- Opening Delimiter -
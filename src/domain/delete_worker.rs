//! Background worker that applies queued soft deletes in timed batches.
//!
//! Requests accumulate in memory and are flushed once per tick. Delivery is
//! at-most-once: a batch held in memory is lost if the process dies before
//! the next tick. Closing the queue (dropping every sender) triggers a last
//! flush before the worker exits.

use std::sync::Arc;
use std::time::Duration;

use metrics::counter;
use tokio::sync::mpsc;
use tokio::time::{self, Instant, MissedTickBehavior};
use tracing::{debug, error, info};

use crate::domain::delete_request::DeleteRequest;
use crate::domain::repositories::Store;

/// Default number of requests the queue holds before producers block.
pub const DEFAULT_QUEUE_CAPACITY: usize = 1024;

/// Default time between two flushes.
pub const DEFAULT_FLUSH_INTERVAL: Duration = Duration::from_secs(10);

/// Creates the bounded deletion queue.
///
/// `send().await` on a full queue waits for room; there is no drop policy.
pub fn delete_queue(
    capacity: usize,
) -> (mpsc::Sender<DeleteRequest>, mpsc::Receiver<DeleteRequest>) {
    mpsc::channel(capacity)
}

/// Drains `rx` and soft-deletes the accumulated batch every `flush_interval`.
///
/// Runs until every sender is dropped. Per-request failures are logged and
/// dropped; they never block the rest of the batch and are not retried.
pub async fn run_delete_worker<S>(
    mut rx: mpsc::Receiver<DeleteRequest>,
    store: Arc<S>,
    flush_interval: Duration,
) where
    S: Store + ?Sized,
{
    let mut ticker = time::interval_at(Instant::now() + flush_interval, flush_interval);
    ticker.set_missed_tick_behavior(MissedTickBehavior::Delay);

    let mut batch: Vec<DeleteRequest> = Vec::new();

    loop {
        tokio::select! {
            received = rx.recv() => match received {
                Some(request) => batch.push(request),
                None => {
                    flush(store.as_ref(), &mut batch).await;
                    info!("Delete queue closed, worker stopped");
                    return;
                }
            },
            _ = ticker.tick() => flush(store.as_ref(), &mut batch).await,
        }
    }
}

async fn flush<S>(store: &S, batch: &mut Vec<DeleteRequest>)
where
    S: Store + ?Sized,
{
    if batch.is_empty() {
        return;
    }

    counter!("delete_flushes_total").increment(1);

    let mut applied = 0usize;
    let mut failed = 0usize;

    for request in batch.drain(..) {
        match store.soft_delete_url(&request.user_id, &request.slug).await {
            Ok(()) => {
                applied += 1;
                counter!("delete_requests_applied_total").increment(1);
                info!(user_id = %request.user_id, slug = %request.slug, "Deleted url");
            }
            Err(e) => {
                failed += 1;
                counter!("delete_requests_failed_total").increment(1);
                error!(
                    user_id = %request.user_id,
                    slug = %request.slug,
                    error = %e,
                    "Failed to delete url"
                );
            }
        }
    }

    debug!(applied, failed, "Delete batch flushed");
}
//! Anonymous sessions backed by signed bearer tokens.
//!
//! A token is `base64url(claims) "." hex(hmac_sha256(secret, base64url(claims)))`
//! where the claims are `{"sub": <user id>, "iss": ..., "exp": <unix seconds>}`.
//! Tokens carry identity only; the user must still exist in the store.

use base64::Engine;
use base64::engine::general_purpose::URL_SAFE_NO_PAD;
use chrono::Utc;
use hmac::{Hmac, Mac};
use serde::{Deserialize, Serialize};
use serde_json::json;
use sha2::Sha256;
use std::sync::Arc;
use std::time::Duration;
use thiserror::Error;
use tracing::{debug, info};

use crate::domain::entities::User;
use crate::domain::repositories::{Store, StoreError};
use crate::error::AppError;

type HmacSha256 = Hmac<Sha256>;

/// Value of the `iss` claim.
pub const TOKEN_ISSUER: &str = "url-shortener";

#[derive(Debug, Clone, PartialEq, Eq, Serialize, Deserialize)]
struct Claims {
    sub: String,
    iss: String,
    exp: i64,
}

#[derive(Debug, Error, PartialEq, Eq)]
enum TokenError {
    #[error("malformed token")]
    Malformed,
    #[error("invalid signature")]
    BadSignature,
    #[error("token expired")]
    Expired,
}

/// An authenticated caller.
#[derive(Debug, Clone)]
pub struct Session {
    pub user: User,
    pub token: String,
    /// True when the user was registered by this call.
    pub registered: bool,
}

/// Issues and validates session tokens, registering users on demand.
pub struct SessionService<S: Store + ?Sized> {
    store: Arc<S>,
    secret: String,
    token_ttl: Duration,
}

impl<S: Store + ?Sized> SessionService<S> {
    /// Creates a new session service.
    ///
    /// # Arguments
    ///
    /// - `store` - where users are registered and looked up
    /// - `secret` - HMAC key; tokens signed with another key are rejected
    /// - `token_ttl` - lifetime of issued tokens
    pub fn new(store: Arc<S>, secret: impl Into<String>, token_ttl: Duration) -> Self {
        Self {
            store,
            secret: secret.into(),
            token_ttl,
        }
    }

    fn mac(&self) -> Result<HmacSha256, AppError> {
        HmacSha256::new_from_slice(self.secret.as_bytes())
            .map_err(|e| AppError::internal("Invalid signing key", json!({ "reason": e.to_string() })))
    }

    /// Signs a token for `user_id` valid for the configured lifetime.
    pub fn issue_token(&self, user_id: &str) -> Result<String, AppError> {
        let exp = i64::try_from(self.token_ttl.as_secs())
            .ok()
            .and_then(|ttl| Utc::now().timestamp().checked_add(ttl))
            .ok_or_else(|| {
                AppError::internal(
                    "Token lifetime out of range",
                    json!({ "ttl_secs": self.token_ttl.as_secs() }),
                )
            })?;

        let claims = Claims {
            sub: user_id.to_string(),
            iss: TOKEN_ISSUER.to_string(),
            exp,
        };

        let payload = serde_json::to_vec(&claims)
            .map_err(|e| AppError::internal("Failed to encode token", json!({ "reason": e.to_string() })))?;
        let payload = URL_SAFE_NO_PAD.encode(payload);

        let mut mac = self.mac()?;
        mac.update(payload.as_bytes());
        let signature = hex::encode(mac.finalize().into_bytes());

        Ok(format!("{payload}.{signature}"))
    }

    fn verify_token(&self, token: &str) -> Result<Claims, TokenError> {
        let (payload, signature) = token.trim().split_once('.').ok_or(TokenError::Malformed)?;
        let signature = hex::decode(signature).map_err(|_| TokenError::Malformed)?;

        let mut mac = self.mac().map_err(|_| TokenError::BadSignature)?;
        mac.update(payload.as_bytes());
        mac.verify_slice(&signature)
            .map_err(|_| TokenError::BadSignature)?;

        let bytes = URL_SAFE_NO_PAD
            .decode(payload)
            .map_err(|_| TokenError::Malformed)?;
        let claims: Claims = serde_json::from_slice(&bytes).map_err(|_| TokenError::Malformed)?;

        if claims.iss != TOKEN_ISSUER || claims.sub.is_empty() {
            return Err(TokenError::Malformed);
        }

        if claims.exp <= Utc::now().timestamp() {
            return Err(TokenError::Expired);
        }

        Ok(claims)
    }

    /// Registers a fresh anonymous user and issues its token.
    ///
    /// # Errors
    ///
    /// Returns [`AppError::Internal`] if the user cannot be stored.
    pub async fn register(&self) -> Result<Session, AppError> {
        let user = User::new();
        self.store.create_user(user.clone()).await?;
        let token = self.issue_token(&user.id)?;

        info!(user_id = %user.id, "User registered");

        Ok(Session {
            user,
            token,
            registered: true,
        })
    }

    /// Validates `token` and loads its user.
    ///
    /// # Errors
    ///
    /// Returns [`AppError::Unauthorized`] if the token is malformed, forged
    /// or expired, or names a user the store does not know.
    ///
    /// Returns [`AppError::Internal`] on storage failure.
    pub async fn authenticate(&self, token: &str) -> Result<User, AppError> {
        let claims = self.verify_token(token).map_err(|e| {
            debug!(reason = %e, "Token rejected");
            AppError::unauthorized("Unauthorized", json!({ "reason": e.to_string() }))
        })?;

        self.load_user(&claims.sub).await
    }

    /// Resolves the caller, registering a new user when no usable token is
    /// presented.
    ///
    /// A missing or invalid token yields a new user. A valid token for a
    /// user the store does not know is rejected rather than replaced.
    ///
    /// # Errors
    ///
    /// See [`Self::authenticate`].
    pub async fn authenticate_or_register(
        &self,
        token: Option<&str>,
    ) -> Result<Session, AppError> {
        let claims = match token.map(|t| self.verify_token(t)) {
            Some(Ok(claims)) => claims,
            Some(Err(e)) => {
                debug!(reason = %e, "Token rejected, registering new user");
                return self.register().await;
            }
            None => return self.register().await,
        };

        let user = self.load_user(&claims.sub).await?;

        Ok(Session {
            user,
            token: token.unwrap_or_default().trim().to_string(),
            registered: false,
        })
    }

    async fn load_user(&self, user_id: &str) -> Result<User, AppError> {
        match self.store.get_user(user_id).await {
            Ok(user) => Ok(user),
            Err(StoreError::UserNotFound(_)) => Err(AppError::unauthorized(
                "Unauthorized",
                json!({ "reason": "Unknown user" }),
            )),
            Err(e) => Err(e.into()),
        }
    }
}
//! Infrastructure layer for external integrations.
//!
//! This layer implements the [`crate::domain::repositories::Store`] contract
//! defined by the domain layer.
//!
//! # Modules
//!
//! - [`persistence`] - In-memory, file and PostgreSQL store backends

pub mod persistence;
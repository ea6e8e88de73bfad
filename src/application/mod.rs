//! Application layer services.
//!
//! Services sit between callers (the command-line front end, or any other
//! request-handling layer) and the [`Store`](crate::domain::repositories::Store)
//! contract: they validate input, build short links and map store errors to
//! [`AppError`](crate::error::AppError).
//!
//! # Available Services
//!
//! - [`services::link_service::LinkService`] - Shortening, lookup, listing and queued deletion
//! - [`services::session_service::SessionService`] - Anonymous users and signed bearer tokens

pub mod dto;
pub mod services;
- Closing Delimiter -
* TASK DETAILS
Copy every line in the entries above that has the string "Sized" in it.

* SOLUTION TO THIS TASK
    S: Store + ?Sized,
    S: Store + ?Sized,
pub struct SessionService<S: Store + ?Sized> {
impl<S: Store + ?Sized> SessionService<S> {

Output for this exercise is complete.